At any rate, the swell and fall of the tides are temporarily sweeping towards a direction vaguely disquieting. I won’t lie and report that the right adjective is struggling to get noticed on the tip of my tongue, but ever since the April Alert ideas that would live peacefully together seem intent on hacking each other into distorted logic, an old illness that strikes only when my peaceful Kingdom (still protected by the Yellow Fortress, if anyone was curious!) is sullied by the ripples of rocks thrown angrily into a pond. It should be water off a ducks ass. It should be, but it isn’t. There is only so much time in the world, and having already failed in several other foolish quests over the last few years, it feels much worse to have to spend additional time resolving long settled debates. There are perfectly valid reasons to maintain a folder for those “Life’s a bitch” moments. Just because nothing is coming to mind doesn’t change the validity. I kind of assume the same rationale is responsible for annual collections of follies and foibles that clog the airwaves at the change in year. Things are so odd in convenience-burg. Who said you can’t have it all, right? {Insert deep and guttural laugh here.}

In totally separate news, in between the highlights and commercials that inhabit the landscape made out of endless combinations of zero’s and one’s (you’d think this would produce some fascinating behavior; unfortunately it actually does the opposite. You might think a tiny failure rate would be something easily overcome. The good people at Countrywide are ready to provide plenty of evidence that this is not true.) are the keys to the highway, as it were. Everybody claims to be engaged in finding the proper balance and tension to apply to the floating equations, leading me to believe progress is being made.

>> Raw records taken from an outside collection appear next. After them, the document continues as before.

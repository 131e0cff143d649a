// ============================================================================
// NAVBAR - Public page header
// ============================================================================

use wasm_bindgen::prelude::*;
use web_sys::Element;

use crate::dom::ElementBuilder;
use crate::router::Route;
use crate::state::app_state::AppState;

/// Render the public navigation bar. Links are hash anchors, picked up by
/// the global hashchange listener.
pub fn render_navbar(state: &AppState) -> Result<Element, JsValue> {
    let active = state.route();
    let link = |route: Route, label: &str| -> String {
        let class = if active == route { "nav-link active" } else { "nav-link" };
        format!(
            "<a class=\"{}\" href=\"#{}\">{}</a>",
            class,
            route.path(),
            label
        )
    };

    let markup = format!(
        "<div class=\"navbar-inner\">\
           <h1 class=\"brand\">MediBook</h1>\
           <nav class=\"nav-links\">{}{}{}<a class=\"btn-login-link\" href=\"#{}\">Login</a></nav>\
         </div>",
        link(Route::Home, "Home"),
        link(Route::About, "About Us"),
        link(Route::Contact, "Contact"),
        Route::Login.path(),
    );

    Ok(ElementBuilder::new("header")?
        .class("navbar")
        .html(&markup)
        .build())
}
// ============================================================================
// PATIENT DASHBOARD
// ============================================================================

use wasm_bindgen::prelude::*;
use wasm_bindgen_futures::spawn_local;
use web_sys::Element;

use crate::dom::{append_child, get_element_by_id, set_inner_html, ElementBuilder};
use crate::models::Role;
use crate::router::Route;
use crate::state::app_state::AppState;
use crate::utils::escape_html;
use crate::viewmodels::AppointmentViewModel;
use crate::views::shared::render_sidebar;
use crate::views::{error_markup, loading_markup};

pub fn render_patient_dashboard(state: &AppState) -> Result<Element, JsValue> {
    let page = ElementBuilder::new("div")?.class("page dashboard-page").build();
    append_child(&page, &render_sidebar(state, Role::Patient)?)?;

    let user = match state.session.user() {
        Some(user) => user,
        None => return Ok(page),
    };

    let content = ElementBuilder::new("div")?
        .class("page-content")
        .id("patient-dashboard")?
        .html(&format!(
            "<header class=\"dashboard-header\">\
               <h1>Welcome Back, {}</h1>\
               <p>Manage your health with ease.</p>\
             </header>\
             <div class=\"dashboard-grid\">\
               <div class=\"card\" id=\"appointments-card\">\
                 <h2>Total Appointments</h2>{}\
               </div>\
               <div class=\"card\">\
                 <h2>Quick Actions</h2>\
                 <div class=\"quick-actions\">\
                   <a class=\"btn-secondary\" href=\"#{}\">Schedule Appointment</a>\
                   <a class=\"btn-secondary\" href=\"#{}\">Update Profile</a>\
                 </div>\
               </div>\
             </div>",
            escape_html(&user.first_name.to_uppercase()),
            loading_markup("Loading appointments..."),
            Route::PatientDoctors.path(),
            Route::PatientProfile.path(),
        ))
        .build();
    append_child(&page, &content)?;

    // The count card fills in once the patient's appointments arrive.
    {
        let state = state.clone();
        let epoch = state.epoch();
        let patient_id = user.id.clone();
        spawn_local(async move {
            let vm = AppointmentViewModel::new();
            let result = vm.patient_appointments(&patient_id).await;
            if state.epoch() != epoch {
                return;
            }
            let Some(card) = get_element_by_id("appointments-card") else {
                return;
            };
            match result {
                Ok(appointments) => {
                    set_inner_html(
                        &card,
                        &format!(
                            "<h2>Total Appointments</h2>\
                             <p class=\"stat\">{}</p>\
                             <a class=\"btn-primary\" href=\"#{}\">View Schedule</a>",
                            appointments.len(),
                            Route::PatientAppointments.path(),
                        ),
                    );
                }
                Err(err) => {
                    set_inner_html(
                        &card,
                        &format!(
                            "<h2>Total Appointments</h2>{}",
                            error_markup(&err.user_message())
                        ),
                    );
                    state.handle_api_error(&err);
                }
            }
        });
    }

    Ok(page)
}
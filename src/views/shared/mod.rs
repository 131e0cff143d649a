pub mod navbar;
pub mod sidebar;
pub mod toast;

pub use navbar::render_navbar;
pub use sidebar::render_sidebar;
pub use toast::render_toast;
// ============================================================================
// STORAGE PORT - Durable key/value persistence behind a swappable backend
// ============================================================================
// The session store serializes on every mutation, so the backend is a port:
// `LocalStorage` in the browser, `MemoryStorage` in native tests.
// ============================================================================

use serde::{de::DeserializeOwned, Serialize};
use std::cell::RefCell;
use std::collections::HashMap;
use std::rc::Rc;
use thiserror::Error;

#[derive(Clone, Debug, PartialEq, Error)]
pub enum StorageError {
    #[error("storage is not available")]
    Unavailable,
    #[error("storage backend error: {0}")]
    Backend(String),
    #[error("serialization error: {0}")]
    Serde(String),
}

/// Durable string key/value store.
pub trait StorageBackend {
    fn get(&self, key: &str) -> Result<Option<String>, StorageError>;
    fn set(&self, key: &str, value: &str) -> Result<(), StorageError>;
    fn remove(&self, key: &str) -> Result<(), StorageError>;
}

/// Serialize `value` as JSON under `key`.
pub fn save_json<T: Serialize>(
    storage: &dyn StorageBackend,
    key: &str,
    value: &T,
) -> Result<(), StorageError> {
    let json = serde_json::to_string(value).map_err(|e| StorageError::Serde(e.to_string()))?;
    storage.set(key, &json)
}

/// Load and deserialize `key`; absent or corrupt blobs read as `None`.
pub fn load_json<T: DeserializeOwned>(storage: &dyn StorageBackend, key: &str) -> Option<T> {
    let json = storage.get(key).ok()??;
    serde_json::from_str(&json).ok()
}

/// Browser localStorage backend.
pub struct LocalStorage;

impl LocalStorage {
    pub fn new() -> Rc<Self> {
        Rc::new(Self)
    }

    fn raw(&self) -> Result<web_sys::Storage, StorageError> {
        web_sys::window()
            .and_then(|w| w.local_storage().ok())
            .flatten()
            .ok_or(StorageError::Unavailable)
    }
}

impl StorageBackend for LocalStorage {
    fn get(&self, key: &str) -> Result<Option<String>, StorageError> {
        self.raw()?
            .get_item(key)
            .map_err(|_| StorageError::Backend("error reading localStorage".to_string()))
    }

    fn set(&self, key: &str, value: &str) -> Result<(), StorageError> {
        self.raw()?
            .set_item(key, value)
            .map_err(|_| StorageError::Backend("error writing localStorage".to_string()))
    }

    fn remove(&self, key: &str) -> Result<(), StorageError> {
        self.raw()?
            .remove_item(key)
            .map_err(|_| StorageError::Backend("error removing from localStorage".to_string()))
    }
}

/// In-memory backend for tests.
#[derive(Default)]
pub struct MemoryStorage {
    entries: RefCell<HashMap<String, String>>,
}

impl MemoryStorage {
    pub fn new() -> Rc<Self> {
        Rc::new(Self::default())
    }
}

impl StorageBackend for MemoryStorage {
    fn get(&self, key: &str) -> Result<Option<String>, StorageError> {
        Ok(self.entries.borrow().get(key).cloned())
    }

    fn set(&self, key: &str, value: &str) -> Result<(), StorageError> {
        self.entries.borrow_mut().insert(key.to_string(), value.to_string());
        Ok(())
    }

    fn remove(&self, key: &str) -> Result<(), StorageError> {
        self.entries.borrow_mut().remove(key);
        Ok(())
    }
}
// ============================================================================
// PUBLIC PAGES - Landing, about, contact
// ============================================================================

use wasm_bindgen::prelude::*;
use web_sys::Element;

use crate::dom::ElementBuilder;
use crate::router::Route;

/// Landing page. Also where the guard sends unauthenticated visitors.
pub fn render_home() -> Result<Element, JsValue> {
    let markup = format!(
        "<section class=\"hero\">\
           <h1>Your health, one appointment away</h1>\
           <p>Book visits with trusted doctors, manage your medical profile and \
              keep every appointment in one place.</p>\
           <a class=\"btn-primary\" href=\"#{}\">Get Started</a>\
         </section>\
         <section class=\"features\">\
           <div class=\"feature-card\"><h3>Find Doctors</h3>\
             <p>Browse specialists and pick the right one for you.</p></div>\
           <div class=\"feature-card\"><h3>Book Online</h3>\
             <p>Choose a date and time that fits your schedule.</p></div>\
           <div class=\"feature-card\"><h3>Share Feedback</h3>\
             <p>Rate your visits and help others choose well.</p></div>\
         </section>",
        Route::Login.path()
    );
    Ok(ElementBuilder::new("main")?
        .class("page home-page")
        .html(&markup)
        .build())
}

pub fn render_about() -> Result<Element, JsValue> {
    let markup = "<section class=\"page-body\">\
           <h1>About Us</h1>\
           <p>MediBook connects patients with doctors for fast, transparent \
              appointment booking. Doctors manage their schedule and profile; \
              patients book, track and review their visits.</p>\
         </section>";
    Ok(ElementBuilder::new("main")?
        .class("page about-page")
        .html(markup)
        .build())
}

pub fn render_contact() -> Result<Element, JsValue> {
    let markup = "<section class=\"page-body\">\
           <h1>Contact</h1>\
           <p>Questions or trouble with your account? Write to \
              <a href=\"mailto:support@medibook.example\">support@medibook.example</a>.</p>\
         </section>";
    Ok(ElementBuilder::new("main")?
        .class("page contact-page")
        .html(markup)
        .build())
}
// ============================================================================
// APP VIEW - Route dispatch behind the guard
// ============================================================================

use wasm_bindgen::prelude::*;
use web_sys::Element;

use crate::dom::{append_child, ElementBuilder};
use crate::router::{evaluate, GuardOutcome, Route};
use crate::state::app_state::AppState;
use crate::views::admin::render_admin_dashboard;
use crate::views::auth::render_login;
use crate::views::doctor::{
    render_doctor_appointments, render_doctor_dashboard, render_doctor_feedback,
    render_doctor_profile,
};
use crate::views::pages::{render_about, render_contact, render_home};
use crate::views::patient::{
    render_book_appointment, render_patient_appointments, render_patient_dashboard,
    render_patient_doctors, render_patient_feedback, render_patient_profile,
};
use crate::views::shared::render_navbar;

/// Build the whole view tree for the current route. The guard re-runs here
/// on every render; a blocked route renders the landing page instead.
pub fn render_app(state: &AppState) -> Result<Element, JsValue> {
    let shell = ElementBuilder::new("div")?.class("app-shell").build();

    let requested = state.route();
    let displayed = match evaluate(&requested, &state.session) {
        GuardOutcome::Allow => requested,
        GuardOutcome::Pending => {
            // Session still rehydrating: neutral placeholder, no redirect.
            let placeholder = ElementBuilder::new("div")?
                .class("session-pending")
                .html("<div class=\"spinner\"></div>")
                .build();
            append_child(&shell, &placeholder)?;
            return Ok(shell);
        }
        GuardOutcome::RedirectTo(target) => {
            log::warn!(
                "🔒 Blocked {} for unauthenticated visitor, showing {}",
                requested.path(),
                target.path()
            );
            // replace_route (not navigate): we are inside a render pass and
            // a notify here would recurse into another one.
            state.replace_route(target.clone());
            target
        }
    };

    if !displayed.is_protected() && displayed != Route::Login {
        append_child(&shell, &render_navbar(state)?)?;
    }

    let view = match &displayed {
        Route::Home => render_home()?,
        Route::About => render_about()?,
        Route::Contact => render_contact()?,
        Route::Login => render_login(state)?,
        Route::PatientDashboard => render_patient_dashboard(state)?,
        Route::PatientProfile => render_patient_profile(state)?,
        Route::PatientAppointments => render_patient_appointments(state)?,
        Route::PatientDoctors => render_patient_doctors(state)?,
        Route::BookAppointment { doctor_id } => render_book_appointment(state, doctor_id)?,
        Route::PatientFeedback { doctor_id } => render_patient_feedback(state, doctor_id)?,
        Route::DoctorDashboard => render_doctor_dashboard(state)?,
        Route::DoctorProfile => render_doctor_profile(state)?,
        Route::DoctorAppointments => render_doctor_appointments(state)?,
        Route::DoctorFeedback => render_doctor_feedback(state)?,
        Route::AdminDashboard => render_admin_dashboard(state)?,
    };
    append_child(&shell, &view)?;

    Ok(shell)
}
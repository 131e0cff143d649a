use serde::{Deserialize, Serialize};
use serde_json::Value;

use crate::models::user::UserRef;

/// Patient profile record. Note the backend's capitalized wire names
/// (`ContactNumber`, `MedicalHistory`); they are preserved verbatim.
#[derive(Clone, Debug, Default, PartialEq, Serialize, Deserialize)]
pub struct Patient {
    #[serde(rename = "_id", default)]
    pub id: Option<String>,
    #[serde(rename = "userId", default)]
    pub user: Option<UserRef>,
    #[serde(default)]
    pub age: Option<Value>,
    #[serde(default)]
    pub gender: Option<String>,
    #[serde(rename = "ContactNumber", default)]
    pub contact_number: Option<String>,
    #[serde(rename = "MedicalHistory", default)]
    pub medical_history: Option<String>,
    #[serde(default)]
    pub address: Option<String>,
    #[serde(rename = "bloodGroup", default)]
    pub blood_group: Option<String>,
    #[serde(rename = "profilePicture", default)]
    pub profile_picture: Option<String>,
}

impl Patient {
    pub fn first_name(&self) -> &str {
        self.user
            .as_ref()
            .and_then(|u| u.first_name.as_deref())
            .unwrap_or("")
    }

    pub fn last_name(&self) -> &str {
        self.user
            .as_ref()
            .and_then(|u| u.last_name.as_deref())
            .unwrap_or("")
    }

    pub fn email(&self) -> &str {
        self.user
            .as_ref()
            .and_then(|u| u.email.as_deref())
            .unwrap_or("")
    }
}

/// `{ patient }` envelope.
#[derive(Clone, Debug, PartialEq, Deserialize)]
pub struct PatientResponse {
    pub patient: Patient,
}

/// Payload for POST /patient/update/profile/{id}.
#[derive(Clone, Debug, Default, PartialEq, Serialize)]
pub struct PatientUpdate {
    pub age: String,
    pub gender: String,
    #[serde(rename = "ContactNumber")]
    pub contact_number: String,
    #[serde(rename = "bloodGroup")]
    pub blood_group: String,
    #[serde(rename = "MedicalHistory")]
    pub medical_history: String,
    pub address: String,
    #[serde(rename = "profilePicture")]
    pub profile_picture: String,
}
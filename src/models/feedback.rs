use serde::{Deserialize, Serialize};

use crate::models::appointment::ObjectRef;

#[derive(Clone, Debug, PartialEq, Serialize, Deserialize)]
pub struct Feedback {
    #[serde(rename = "_id")]
    pub id: String,
    #[serde(rename = "doctorId", default)]
    pub doctor: Option<ObjectRef>,
    #[serde(rename = "patientId", default)]
    pub patient: Option<ObjectRef>,
    pub rating: u8,
    #[serde(default)]
    pub comments: Option<String>,
    #[serde(rename = "createdAt", default)]
    pub created_at: Option<String>,
}

/// `{ feedbacks: [...] }` envelope.
#[derive(Clone, Debug, PartialEq, Deserialize)]
pub struct FeedbacksResponse {
    #[serde(default)]
    pub feedbacks: Vec<Feedback>,
}

/// Payload for POST /feedback/submit.
#[derive(Clone, Debug, PartialEq, Serialize)]
pub struct SubmitFeedbackRequest {
    #[serde(rename = "doctorId")]
    pub doctor_id: String,
    #[serde(rename = "patientId")]
    pub patient_id: String,
    pub rating: u8,
    pub comments: String,
}
pub mod admin;
pub mod app;
pub mod auth;
pub mod doctor;
pub mod pages;
pub mod patient;
pub mod shared;

pub use app::render_app;

use crate::utils::escape_html;

/// Markup for a view section that is still fetching.
pub(crate) fn loading_markup(label: &str) -> String {
    format!(
        "<div class=\"loading\"><div class=\"spinner\"></div><p>{}</p></div>",
        escape_html(label)
    )
}

/// Markup for a view section whose fetch failed.
pub(crate) fn error_markup(message: &str) -> String {
    format!(
        "<div class=\"fetch-error\"><p>{}</p></div>",
        escape_html(message)
    )
}
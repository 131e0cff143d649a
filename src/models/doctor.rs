use serde::{Deserialize, Serialize};
use serde_json::Value;

use crate::models::user::UserRef;

/// Doctor profile record.
///
/// Depending on the endpoint the backend either populates `userId` with the
/// account record or copies `firstName`/`lastName` onto the top level, so
/// both shapes are modeled and the accessors check both.
#[derive(Clone, Debug, Default, PartialEq, Serialize, Deserialize)]
pub struct Doctor {
    #[serde(rename = "_id", default)]
    pub id: Option<String>,
    #[serde(rename = "userId", default)]
    pub user: Option<UserRef>,
    #[serde(rename = "firstName", default)]
    pub first_name: Option<String>,
    #[serde(rename = "lastName", default)]
    pub last_name: Option<String>,
    #[serde(default)]
    pub age: Option<Value>,
    #[serde(default)]
    pub specialization: Option<String>,
    #[serde(default)]
    pub experience: Option<Value>,
    #[serde(default)]
    pub qualification: Option<String>,
    #[serde(rename = "contactNumber", default)]
    pub contact_number: Option<String>,
    #[serde(default)]
    pub address: Option<String>,
    #[serde(default)]
    pub about: Option<String>,
    #[serde(rename = "profilePicture", default)]
    pub profile_picture: Option<String>,
    #[serde(rename = "hospitalName", default)]
    pub hospital_name: Option<String>,
}

impl Doctor {
    /// Account user id this doctor belongs to, wherever the backend put it.
    pub fn user_id(&self) -> Option<&str> {
        self.user
            .as_ref()
            .and_then(|u| u.id.as_deref())
            .or(self.id.as_deref())
    }

    pub fn first_name(&self) -> &str {
        self.first_name
            .as_deref()
            .or_else(|| self.user.as_ref().and_then(|u| u.first_name.as_deref()))
            .unwrap_or("")
    }

    pub fn last_name(&self) -> &str {
        self.last_name
            .as_deref()
            .or_else(|| self.user.as_ref().and_then(|u| u.last_name.as_deref()))
            .unwrap_or("")
    }

    pub fn email(&self) -> &str {
        self.user
            .as_ref()
            .and_then(|u| u.email.as_deref())
            .unwrap_or("")
    }

    pub fn full_name(&self) -> String {
        format!("{} {}", self.first_name(), self.last_name())
            .trim()
            .to_string()
    }
}

/// `{ doctor }` envelope.
#[derive(Clone, Debug, PartialEq, Deserialize)]
pub struct DoctorResponse {
    pub doctor: Doctor,
}

/// `{ doctors: [...] }` envelope.
#[derive(Clone, Debug, PartialEq, Deserialize)]
pub struct DoctorsResponse {
    pub doctors: Vec<Doctor>,
}

/// Payload for POST /doctor/update/profile/{id}. Form values go out as the
/// user typed them; the backend owns coercion.
#[derive(Clone, Debug, Default, PartialEq, Serialize)]
pub struct DoctorUpdate {
    pub age: String,
    pub specialization: String,
    pub experience: String,
    pub qualification: String,
    #[serde(rename = "contactNumber")]
    pub contact_number: String,
    pub address: String,
    pub about: String,
    #[serde(rename = "profilePicture")]
    pub profile_picture: String,
    #[serde(rename = "hospitalName")]
    pub hospital_name: String,
}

The relativists are probably the next big thing. This should scare the shit out of anyone who understands the crucial relation between relativity (of context, not physics) and behavior. While my species may fight against being labeled lazy, they have a propensity to utilize the path of least resistance. We may be about to witness the flipside of the progressive movement. It is not written in stone…yet. The epitaph should read “Bitch-slapped by dualism.”

The good news is the pace of these changes is very slow. Much of what is termed normality can be explained by mapping major events against a series of lifetimes. The long term ebb and flow is written about in history books, but there is no way to study something so massive made up of an ever changing cast of characters each acting on their own brand of rationalism. Nothing makes sense to the outside world, so we play Lingo. Everybody relax. It turns out everything is normal after all. What the fuck were we thinking? Oh, that’s right. We all thought this was the future. We should all laugh, maybe find someone to talk to about the time we thought the world was ending. How was anybody supposed to know the sun comes up tomorrow? We should go find the damn manual. It will save us from bad headaches later.

That’s a lovely dream, isn’t it? I choose to term it a thing of beauty because it is as far from observable as I am able to get. The time requirements are great, but this is a negative only if the task is less than enjoyable. It never is. It was chosen for the same reason I would choose anything. The requirements were non-existent, and the field thinly populated. Destiny would be far too strong a word. That would be laughable. The only things carved in stone are the channels of water dug with the infinitely patient hands of the onrushing water, cued by gravity to seek out the channel. Fuck us all in the ass with lead pipes sans lube… does that mean everyone has a boss? How many turnkeys do we need? A conclusion like that is a nonstarter. Forever is a long time. Hope is plentiful, just not always justified. It makes no sense, because hope implies a solution. What if there wasn’t a problem? This kind of thinking is quicksand. I think I smell a lemon tree.